Increased angiogenesis and migration of dermal microvascular endothelial cells from patients with psoriasis.

Psoriasis displays both increased angiogenesis and microvascular dilation in the skin, while human dermal microvascular endothelial cells (HDMECs) are involved in angiogenesis and microvascular dilation. Whether the functions of HDMECs are altered in psoriatic skin versus healthy skin remain unknown. Here, we isolated HDMECs from the skin of 10 patients with psoriasis and 10 healthy subjects and compared angiogenesis, proliferation, migration and cell metabolism between psoriatic HDMECs and normal HDMECs.
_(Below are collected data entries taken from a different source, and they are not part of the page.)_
//! Binary framing.
//!
//! ```text
//! u8   message type (2..=5)
//! u16  correlation id length, then UTF-8 bytes
//! u16  action length, then UTF-8 bytes              (requests)
//! u16  error code length, then UTF-8 bytes          (errors)
//! u16  error description length, then UTF-8 bytes   (errors)
//! u32  header JSON length (0 = no header), then bytes
//! u32  body length, then bytes
//! ```
//!
//! All integers are big-endian.

use crate::domain::envelope::{Envelope, ErrorFrame, MessageKind, Request, Response};
use crate::domain::errors::{EncodeError, MalformedFrame, MalformedReason};
use crate::domain::header::Header;
use crate::domain::payload::Payload;
use bytes::{Buf, BufMut, Bytes, BytesMut};
use shared_types::{CorrelationId, ErrorCode};

pub(crate) fn parse(mut buf: Bytes) -> Result<Envelope, MalformedFrame> {
    if !buf.has_remaining() {
        return Err(MalformedFrame::new(MalformedReason::Empty));
    }

    let type_id = buf.get_u8();
    let kind = MessageKind::from_type_id(u64::from(type_id));
    let correlation_id = read_str16(&mut buf, "correlationId").map(CorrelationId::from);

    let Some(kind) = kind else {
        return Err(
            MalformedFrame::new(MalformedReason::UnsupportedMessageType(type_id.to_string()))
                .with_context(correlation_id.ok(), None),
        );
    };

    let recovered = correlation_id.as_ref().ok().cloned();
    let fail = |reason| MalformedFrame::new(reason).with_context(recovered.clone(), Some(kind));

    let id = correlation_id.map_err(fail)?;

    let envelope = match kind {
        MessageKind::Request => {
            let action = read_str16(&mut buf, "action").map_err(fail)?;
            let header = read_header(&mut buf).map_err(fail)?;
            let body = read_bytes32(&mut buf, "body").map_err(fail)?;
            Envelope::Request(Request {
                correlation_id: id,
                action,
                payload: Payload::binary(body),
                header,
            })
        }
        MessageKind::Response => {
            let header = read_header(&mut buf).map_err(fail)?;
            let body = read_bytes32(&mut buf, "body").map_err(fail)?;
            Envelope::Response(Response {
                correlation_id: id,
                payload: Payload::binary(body),
                header,
            })
        }
        MessageKind::RequestError | MessageKind::ResponseError => {
            let code = read_str16(&mut buf, "errorCode").map_err(fail)?;
            let description = read_str16(&mut buf, "errorDescription").map_err(fail)?;
            let header = read_header(&mut buf).map_err(fail)?;
            let body = read_bytes32(&mut buf, "body").map_err(fail)?;
            let error = ErrorFrame {
                correlation_id: id,
                code: ErrorCode::from(code),
                description,
                details: Payload::binary(body),
                header,
            };
            if kind == MessageKind::RequestError {
                Envelope::RequestError(error)
            } else {
                Envelope::ResponseError(error)
            }
        }
    };

    if buf.has_remaining() {
        return Err(fail(MalformedReason::TrailingBytes(buf.remaining())));
    }

    Ok(envelope)
}

fn read_bytes16(buf: &mut Bytes, field: &'static str) -> Result<Bytes, MalformedReason> {
    if buf.remaining() < 2 {
        return Err(MalformedReason::Truncated(field));
    }
    let len = usize::from(buf.get_u16());
    if buf.remaining() < len {
        return Err(MalformedReason::Truncated(field));
    }
    Ok(buf.split_to(len))
}

fn read_bytes32(buf: &mut Bytes, field: &'static str) -> Result<Bytes, MalformedReason> {
    if buf.remaining() < 4 {
        return Err(MalformedReason::Truncated(field));
    }
    let len = buf.get_u32() as usize;
    if buf.remaining() < len {
        return Err(MalformedReason::Truncated(field));
    }
    Ok(buf.split_to(len))
}

fn read_str16(buf: &mut Bytes, field: &'static str) -> Result<String, MalformedReason> {
    let raw = read_bytes16(buf, field)?;
    String::from_utf8(raw.to_vec()).map_err(|e| MalformedReason::InvalidField {
        field,
        detail: e.to_string(),
    })
}

fn read_header(buf: &mut Bytes) -> Result<Header, MalformedReason> {
    let raw = read_bytes32(buf, "header")?;
    if raw.is_empty() {
        return Ok(Header::default());
    }
    serde_json::from_slice(&raw).map_err(|e| MalformedReason::InvalidField {
        field: "header",
        detail: e.to_string(),
    })
}

pub(crate) fn encode(envelope: &Envelope) -> Result<Bytes, EncodeError> {
    let header = envelope.header();
    let header_json = if header.is_empty() {
        Vec::new()
    } else {
        serde_json::to_vec(header).map_err(|e| EncodeError::Serialize {
            field: "header",
            detail: e.to_string(),
        })?
    };
    let body = envelope.payload().as_bytes();

    let mut out = BytesMut::with_capacity(64 + header_json.len() + body.len());
    out.put_u8(envelope.kind().type_id());
    put16(&mut out, "correlationId", envelope.correlation_id().as_str().as_bytes())?;

    match envelope {
        Envelope::Request(request) => put16(&mut out, "action", request.action.as_bytes())?,
        Envelope::Response(_) => {}
        Envelope::RequestError(error) | Envelope::ResponseError(error) => {
            put16(&mut out, "errorCode", error.code.as_str().as_bytes())?;
            put16(&mut out, "errorDescription", error.description.as_bytes())?;
        }
    }

    put32(&mut out, "header", &header_json)?;
    put32(&mut out, "body", body)?;
    Ok(out.freeze())
}

fn put16(out: &mut BytesMut, field: &'static str, bytes: &[u8]) -> Result<(), EncodeError> {
    let len = u16::try_from(bytes.len()).map_err(|_| EncodeError::FieldTooLong {
        field,
        len: bytes.len(),
        max: usize::from(u16::MAX),
    })?;
    out.put_u16(len);
    out.put_slice(bytes);
    Ok(())
}

fn put32(out: &mut BytesMut, field: &'static str, bytes: &[u8]) -> Result<(), EncodeError> {
    let len = u32::try_from(bytes.len()).map_err(|_| EncodeError::FieldTooLong {
        field,
        len: bytes.len(),
        max: u32::MAX as usize,
    })?;
    out.put_u32(len);
    out.put_slice(bytes);
    Ok(())
}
We found that the morphology of primary HDMECs was comparable between psoriatic HDMECs and normal HDMECs. After passage, psoriatic HDMECs displayed larger cell size and wider intercellular space. In addition to DiI-Ac-LDL (DiI-labelled acetylated low-density lipoprotein) uptake, expression levels of CD31, vWF (von Willebrand factor) and LYVE-1 were comparable in psoriatic HDMECs versus normal HDMECs. However, psoriatic HDMECs exhibited increased tube formation (numbers of nodes and meshes, p < 0.05) and migration (numbers of migrated cells, p < 0.001) and reductions in proliferation (growth rates, p < 0.05) and energy metabolism (oxygen consumption rate and extracellular acidification rate, p < 0.05) compared with normal HDMECs. Therefore, psoriatic HDMECs display an increased angiogenesis and migration and decreased proliferation and metabolic activity, suggesting a pathogenic role of HDMECs in psoriasis.